Challenges I ran into
The biggest challenge was how I gave instructions while building. In the beginning I would input a lot of suggestions and changes all at once, and the app would break in ways that were hard to trace. I learned to make smaller, more specific requests one at a time so I could catch problems early. I also ran into a frustrating bug where the app froze on the web version and crashed on mobile after entering a name. It turned out to be a font loading issue that stalled the whole app, and it took real patience to track down instead of just rewriting everything. Getting the code from Replit onto GitHub and connecting it to Novus was also harder than expected because of account and permission issues I had to work through step by step.
Accomplishments that I'm proud of
I am proud that I built a real working app that solves a problem I personally lived with for years. The voice logging actually works and makes adding a purchase fast instead of annoying. The category alerts and automatic savings rollover make the app feel like it is genuinely helping instead of just recording numbers. I am also proud that I tested it carefully the whole way through, so the design is based on how someone actually uses it and not just how I imagined they would.
What I learned
I learned that building software is less about writing one big perfect thing and more about making small careful changes and testing constantly. I learned how to take a project all the way from an idea to a deployed app, including the parts nobody talks about like fixing bugs, connecting tools, and managing the code on GitHub. I also learned how much the small details matter, because the things that made the app feel good to use were often the ones I almost overlooked.
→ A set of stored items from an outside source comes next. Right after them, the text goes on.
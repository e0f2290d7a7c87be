//! AS3 declaration assembler
//!
//! Every fragment is a JSON object mapping one logical name to its
//! sub-object (`{"web_pool": {"class": "Pool", ...}}`). Fragments are merged
//! into their parent under their original keys, last write wins, and the
//! result is wrapped under the parent's own name with its `class`.
//!
//! Fragments arrive as structured maps (the `fragment` output of another
//! data source) or as JSON text (the `*_json` outputs); text is decoded
//! exactly once. A single malformed fragment fails the whole assembly.

use adcform_core::resource::{Resource, Value};
use heck::ToLowerCamelCase;
use serde_json::json;
use thiserror::Error;

/// A named JSON sub-document
pub type Fragment = serde_json::Map<String, serde_json::Value>;

#[derive(Debug, Error)]
pub enum AssemblyError {
    #[error("fragment {index} is not valid JSON: {source}")]
    Parse {
        index: usize,
        source: serde_json::Error,
    },

    #[error("fragment {index} is not a JSON object")]
    NotObject { index: usize },

    #[error("fragment {index} still contains an unresolved reference")]
    Unresolved { index: usize },

    #[error("missing required attribute '{0}'")]
    Missing(&'static str),
}

/// Decode one fragment into its entries
pub fn decode_fragment(value: &Value, index: usize) -> Result<Fragment, AssemblyError> {
    let json = match value {
        Value::String(text) => serde_json::from_str(text)
            .map_err(|source| AssemblyError::Parse { index, source })?,
        Value::ResourceRef(_, _) => return Err(AssemblyError::Unresolved { index }),
        other if other.has_refs() => return Err(AssemblyError::Unresolved { index }),
        other => other
            .to_json()
            .ok_or(AssemblyError::NotObject { index })?,
    };
    match json {
        serde_json::Value::Object(entries) => Ok(entries),
        _ => Err(AssemblyError::NotObject { index }),
    }
}

/// Merge fragments in order; a later entry replaces an earlier one with the same key
pub fn merge_fragments(fragments: &[Value]) -> Result<Fragment, AssemblyError> {
    let mut merged = Fragment::new();
    for (index, fragment) in fragments.iter().enumerate() {
        merged.extend(decode_fragment(fragment, index)?);
    }
    Ok(merged)
}

/// `{name: {"class": class, ...body}}`
pub fn wrap(name: &str, class: &str, mut body: Fragment) -> Fragment {
    body.insert("class".to_string(), json!(class));
    let mut wrapped = Fragment::new();
    wrapped.insert(name.to_string(), serde_json::Value::Object(body));
    wrapped
}

/// Reference to an object: full paths point at existing appliance objects
pub fn object_reference(name: &str) -> serde_json::Value {
    if name.starts_with('/') {
        json!({ "bigip": name })
    } else {
        json!(name)
    }
}

/// Tenant names declared in an AS3 request or ADC declaration, sorted
pub fn tenants_of(document: &serde_json::Value) -> Vec<String> {
    let declaration = match document.get("class").and_then(|c| c.as_str()) {
        Some("AS3") => document.get("declaration").unwrap_or(document),
        _ => document,
    };
    let mut tenants: Vec<String> = declaration
        .as_object()
        .map(|entries| {
            entries
                .iter()
                .filter(|(_, v)| v.get("class").and_then(|c| c.as_str()) == Some("Tenant"))
                .map(|(k, _)| k.clone())
                .collect()
        })
        .unwrap_or_default();
    tenants.sort();
    tenants
}

fn required<'a>(resource: &'a Resource, key: &'static str) -> Result<&'a str, AssemblyError> {
    resource.get_str(key).ok_or(AssemblyError::Missing(key))
}

fn string_list<'a>(resource: &'a Resource, key: &str) -> Vec<&'a str> {
    resource
        .get_list(key)
        .iter()
        .filter_map(Value::as_str)
        .collect()
}

fn insert_str(body: &mut Fragment, key: &str, value: Option<&str>) {
    if let Some(v) = value {
        body.insert(key.to_string(), json!(v));
    }
}

fn insert_remark(body: &mut Fragment, resource: &Resource) {
    insert_str(body, "remark", resource.get_str("remark"));
}

// =============================================================================
// Builders
// =============================================================================

/// `as3_pool`: `{name: {"class": "Pool", "members": [...], "monitors": [...]}}`
pub fn build_pool(resource: &Resource) -> Result<Fragment, AssemblyError> {
    let name = required(resource, "name")?;
    let mut body = Fragment::new();

    let mut members = Vec::new();
    for (index, member) in resource.get_list("members").iter().enumerate() {
        let Value::Map(attrs) = member else {
            return Err(AssemblyError::NotObject { index });
        };
        let mut entry = Fragment::new();
        for (key, value) in attrs {
            if key == "discovery" {
                entry.extend(decode_fragment(value, index)?);
            } else if value.has_refs() {
                return Err(AssemblyError::Unresolved { index });
            } else if let Some(json) = value.to_json() {
                entry.insert(key.to_lower_camel_case(), json);
            }
        }
        members.push(serde_json::Value::Object(entry));
    }
    if !members.is_empty() {
        body.insert("members".to_string(), json!(members));
    }

    let monitors: Vec<serde_json::Value> = string_list(resource, "monitors")
        .into_iter()
        .map(object_reference)
        .collect();
    if !monitors.is_empty() {
        body.insert("monitors".to_string(), json!(monitors));
    }

    insert_str(
        &mut body,
        "loadBalancingMode",
        resource.get_str("load_balancing_mode"),
    );
    if let Some(n) = resource.get_int("minimum_members_active") {
        body.insert("minimumMembersActive".to_string(), json!(n));
    }
    insert_remark(&mut body, resource);

    Ok(wrap(name, "Pool", body))
}

/// `as3_service`: `{name: {"class": "Service_HTTP", "virtualAddresses": [...], ...}}`
pub fn build_service(resource: &Resource) -> Result<Fragment, AssemblyError> {
    let name = required(resource, "name")?;
    let class = resource.get_str("service_type").unwrap_or("Service_HTTP");
    let mut body = Fragment::new();

    body.insert(
        "virtualAddresses".to_string(),
        json!(string_list(resource, "virtual_addresses")),
    );
    if let Some(port) = resource.get_int("virtual_port") {
        body.insert("virtualPort".to_string(), json!(port));
    }
    if let Some(pool) = resource.get_str("pool") {
        body.insert("pool".to_string(), object_reference(pool));
    }
    let irules: Vec<serde_json::Value> = string_list(resource, "irules")
        .into_iter()
        .map(object_reference)
        .collect();
    if !irules.is_empty() {
        body.insert("iRules".to_string(), json!(irules));
    }
    let persistence = string_list(resource, "persistence_methods");
    if !persistence.is_empty() {
        body.insert("persistenceMethods".to_string(), json!(persistence));
    }
    insert_str(&mut body, "snat", resource.get_str("snat"));
    insert_str(&mut body, "serverTLS", resource.get_str("server_tls"));
    insert_str(&mut body, "clientTLS", resource.get_str("client_tls"));
    if let Some(redirect) = resource.get_bool("redirect80") {
        body.insert("redirect80".to_string(), json!(redirect));
    }
    insert_remark(&mut body, resource);

    Ok(wrap(name, class, body))
}

/// `as3_certificate`: `{name: {"class": "Certificate", "certificate": ..., "privateKey": ...}}`
pub fn build_certificate(resource: &Resource) -> Result<Fragment, AssemblyError> {
    let name = required(resource, "name")?;
    let mut body = Fragment::new();

    body.insert(
        "certificate".to_string(),
        object_reference(required(resource, "certificate")?),
    );
    if let Some(key) = resource.get_str("private_key") {
        body.insert("privateKey".to_string(), object_reference(key));
    }
    if let Some(chain) = resource.get_str("chain_ca") {
        body.insert("chainCA".to_string(), object_reference(chain));
    }
    insert_remark(&mut body, resource);

    Ok(wrap(name, "Certificate", body))
}

/// `as3_application`: pool/service/certificate fragments under one Application
pub fn build_application(resource: &Resource) -> Result<Fragment, AssemblyError> {
    let name = required(resource, "name")?;
    let mut body = merge_fragments(resource.get_list("fragments"))?;
    insert_str(
        &mut body,
        "template",
        Some(resource.get_str("template").unwrap_or("generic")),
    );
    insert_remark(&mut body, resource);
    Ok(wrap(name, "Application", body))
}

/// `as3_tenant`: application fragments under one Tenant
pub fn build_tenant(resource: &Resource) -> Result<Fragment, AssemblyError> {
    let name = required(resource, "name")?;
    let mut body = merge_fragments(resource.get_list("applications"))?;
    insert_remark(&mut body, resource);
    Ok(wrap(name, "Tenant", body))
}

/// `as3_adc`: the complete AS3 request and the tenants it declares.
///
/// The tenant list is computed from this call's own inputs.
pub fn build_adc(resource: &Resource) -> Result<(serde_json::Value, Vec<String>), AssemblyError> {
    let mut declaration = merge_fragments(resource.get_list("tenants"))?;
    declaration.insert("class".to_string(), json!("ADC"));
    declaration.insert(
        "schemaVersion".to_string(),
        json!(resource.get_str("schema_version").unwrap_or("3.36.0")),
    );
    declaration.insert(
        "id".to_string(),
        json!(resource.get_str("id").unwrap_or("adcform")),
    );
    insert_str(&mut declaration, "label", resource.get_str("label"));
    insert_remark(&mut declaration, resource);

    let document = json!({
        "class": "AS3",
        "action": "deploy",
        "persist": resource.get_bool("persist").unwrap_or(true),
        "declaration": declaration,
    });
    let tenants = tenants_of(&document);
    Ok((document, tenants))
}
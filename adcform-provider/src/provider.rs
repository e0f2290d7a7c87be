//! Appliance provider implementation
//!
//! Table-driven resources are handled here directly; resources whose wire
//! format is not a flat field copy are dispatched to `handlers`.

use std::collections::HashMap;

use adcform_core::provider::{ProviderError, ProviderResult};
use adcform_core::resource::{Resource, ResourceId, State, Value};
use log::info;
use serde_json::json;

use crate::client::{ApplianceClient, ClientError};
use crate::codec;
use crate::config::ProviderConfig;
use crate::handlers;
use crate::schemas::ltm::MONITOR_TYPES;
use crate::schemas::{AdcSchemaConfig, Endpoint, Handler, Identity, Support, get_config};
use crate::utils::{
    format_destination, full_path, leaf_name, parse_destination, split_full_path, uri_name,
};

const MONITOR_COLLECTION: &str = "/mgmt/tm/ltm/monitor";

/// Wrap a client error with the failed operation and resource
pub(crate) fn op_error<'a>(
    operation: &'a str,
    id: &'a ResourceId,
) -> impl FnOnce(ClientError) -> ProviderError + 'a {
    move |e| {
        ProviderError::new(format!("{} failed", operation))
            .for_resource(id.clone())
            .with_cause(e)
    }
}

/// Look up the schema config of a managed resource
pub(crate) fn config_for(id: &ResourceId) -> ProviderResult<AdcSchemaConfig> {
    get_config(&id.resource_type).ok_or_else(|| {
        ProviderError::new(format!("Unknown resource type: {}", id.resource_type))
            .for_resource(id.clone())
    })
}

pub(crate) fn required_str<'a>(resource: &'a Resource, key: &str) -> ProviderResult<&'a str> {
    resource.get_str(key).ok_or_else(|| {
        ProviderError::new(format!("Missing required attribute '{}'", key))
            .for_resource(resource.id.clone())
    })
}

/// Appliance provider
pub struct AdcProvider {
    client: ApplianceClient,
}

impl AdcProvider {
    /// Create a provider from connection settings
    pub fn new(config: &ProviderConfig) -> ProviderResult<Self> {
        let client = ApplianceClient::new(config)
            .map_err(|e| ProviderError::new("Failed to configure provider").with_cause(e))?;
        Ok(Self::with_client(client))
    }

    pub fn with_client(client: ApplianceClient) -> Self {
        Self { client }
    }

    pub fn client(&self) -> &ApplianceClient {
        &self.client
    }

    // =========================================================================
    // Resource Operations
    // =========================================================================

    /// Read a resource by its appliance identifier
    pub async fn read_resource(
        &self,
        id: &ResourceId,
        identifier: Option<&str>,
    ) -> ProviderResult<State> {
        let config = config_for(id)?;

        let identifier = match identifier {
            Some(identifier) => identifier,
            None => return Ok(State::not_found(id.clone())),
        };

        match config.handler {
            Handler::Table => self.read_table(&config, id, identifier).await,
            Handler::PoolAttachment => {
                handlers::pool_attachment::read(&self.client, &config, id, identifier).await
            }
            Handler::Certificate | Handler::Key => {
                handlers::ssl::read(&self.client, &config, id, identifier).await
            }
            Handler::As3 => handlers::as3::read(&self.client, id, identifier).await,
            Handler::WafPolicy => {
                handlers::waf_policy::read(&self.client, &config, id, identifier).await
            }
        }
    }

    /// Create a resource
    pub async fn create_resource(&self, resource: Resource) -> ProviderResult<State> {
        let config = config_for(&resource.id)?;
        info!("Creating {}", resource.id);

        match config.handler {
            Handler::Table => self.create_table(&config, &resource).await,
            Handler::PoolAttachment => {
                handlers::pool_attachment::create(&self.client, &config, &resource).await
            }
            Handler::Certificate | Handler::Key => {
                handlers::ssl::install(&self.client, &config, &resource).await
            }
            Handler::As3 => handlers::as3::create(&self.client, &resource).await,
            Handler::WafPolicy => {
                handlers::waf_policy::create(&self.client, &config, &resource).await
            }
        }
    }

    /// Update a resource in place
    pub async fn update_resource(
        &self,
        id: ResourceId,
        identifier: &str,
        to: Resource,
    ) -> ProviderResult<State> {
        let config = config_for(&id)?;
        if config.update == Support::Unsupported {
            return Err(ProviderError::unsupported("update", config.type_name).for_resource(id));
        }
        info!("Updating {}", id);

        match config.handler {
            Handler::Table => self.update_table(&config, &id, identifier, &to).await,
            Handler::PoolAttachment => {
                handlers::pool_attachment::update(&self.client, &config, &id, identifier, &to)
                    .await
            }
            Handler::Certificate | Handler::Key => {
                handlers::ssl::install(&self.client, &config, &to).await
            }
            Handler::As3 => handlers::as3::update(&self.client, &id, identifier, &to).await,
            Handler::WafPolicy => {
                handlers::waf_policy::update(&self.client, &config, &id, identifier, &to).await
            }
        }
    }

    /// Delete a resource
    pub async fn delete_resource(&self, id: &ResourceId, identifier: &str) -> ProviderResult<()> {
        let config = config_for(id)?;
        if config.delete == Support::Unsupported {
            return Err(
                ProviderError::unsupported("delete", config.type_name).for_resource(id.clone())
            );
        }
        info!("Deleting {}", id);

        match config.handler {
            Handler::Table => self.delete_table(&config, id, identifier).await,
            Handler::PoolAttachment => {
                handlers::pool_attachment::delete(&self.client, id, identifier).await
            }
            Handler::Certificate | Handler::Key => {
                handlers::ssl::delete(&self.client, &config, id, identifier).await
            }
            Handler::As3 => handlers::as3::delete(&self.client, id, identifier).await,
            Handler::WafPolicy => handlers::waf_policy::delete(&self.client, id, identifier).await,
        }
    }

    // =========================================================================
    // Table-driven CRUD
    // =========================================================================

    async fn read_table(
        &self,
        config: &AdcSchemaConfig,
        id: &ResourceId,
        identifier: &str,
    ) -> ProviderResult<State> {
        let body = match config.endpoint {
            Endpoint::Monitor => find_monitor(&self.client, identifier)
                .await
                .map_err(op_error("read", id))?
                .map(|(_, body)| body),
            _ => {
                let path = object_path(config, identifier, None)?;
                self.client
                    .get_with_query(&path, &[("expandSubcollections", "true")])
                    .await
                    .map_err(op_error("read", id))?
            }
        };

        let Some(body) = body else {
            return Ok(State::not_found(id.clone()));
        };

        let attributes = observed_attributes(config, identifier, &body);
        Ok(State::existing(id.clone(), attributes).with_identifier(identifier))
    }

    async fn create_table(
        &self,
        config: &AdcSchemaConfig,
        resource: &Resource,
    ) -> ProviderResult<State> {
        let id = &resource.id;
        let identifier = table_identifier(config, resource)?;

        let mut body = table_body(config, resource);
        match config.identity {
            Identity::FullPath => {
                let (partition, name) = split_full_path(&identifier);
                match name.rsplit_once('/') {
                    Some((sub_path, leaf)) => {
                        body.insert("name".to_string(), json!(leaf));
                        body.insert("subPath".to_string(), json!(sub_path));
                    }
                    None => {
                        body.insert("name".to_string(), json!(name));
                    }
                }
                body.insert("partition".to_string(), json!(partition));
            }
            Identity::Name => {
                body.insert("name".to_string(), json!(identifier));
            }
            _ => {}
        }
        let body = serde_json::Value::Object(body);

        let result = match config.endpoint {
            Endpoint::Collection(path) => self.client.post(path, &body).await,
            Endpoint::Singleton(path) => self.client.put(path, &body).await,
            Endpoint::Monitor => {
                let path = monitor_collection(resource)?;
                self.client.post(&path, &body).await
            }
            Endpoint::Handler => {
                return Err(ProviderError::new("Resource has no table endpoint")
                    .for_resource(id.clone()));
            }
        };
        result.map_err(op_error("create", id))?;

        let state = self.read_table(config, id, &identifier).await?;
        if !state.exists {
            return Err(
                ProviderError::new(format!("{} not found after create", identifier))
                    .for_resource(id.clone()),
            );
        }
        Ok(state)
    }

    async fn update_table(
        &self,
        config: &AdcSchemaConfig,
        id: &ResourceId,
        identifier: &str,
        to: &Resource,
    ) -> ProviderResult<State> {
        let parent = match config.endpoint {
            Endpoint::Monitor => Some(monitor_collection(to)?),
            _ => None,
        };
        let path = object_path(config, identifier, parent.as_deref())?;
        let body = serde_json::Value::Object(table_body(config, to));

        self.client
            .put(&path, &body)
            .await
            .map_err(op_error("update", id))?;

        self.read_table(config, id, identifier).await
    }

    async fn delete_table(
        &self,
        config: &AdcSchemaConfig,
        id: &ResourceId,
        identifier: &str,
    ) -> ProviderResult<()> {
        let path = match config.endpoint {
            Endpoint::Monitor => {
                match find_monitor(&self.client, identifier)
                    .await
                    .map_err(op_error("delete", id))?
                {
                    Some((path, _)) => path,
                    None => return Ok(()),
                }
            }
            _ => object_path(config, identifier, None)?,
        };

        self.client
            .delete(&path)
            .await
            .map_err(op_error("delete", id))
    }
}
What's next for Pocket Plan
Next I want to figure out a way to connect a bank account directly to the app so purchases get logged automatically instead of by voice or by hand. I also want to polish the app and prepare it for the App Store so real students can use it, and expand the spending insights so users get even more useful patterns about their habits. Since the app is built for younger students, I also want to carefully review the privacy side so that any data it collects, especially anything tied to a bank account, is handled responsibly before a wider launch.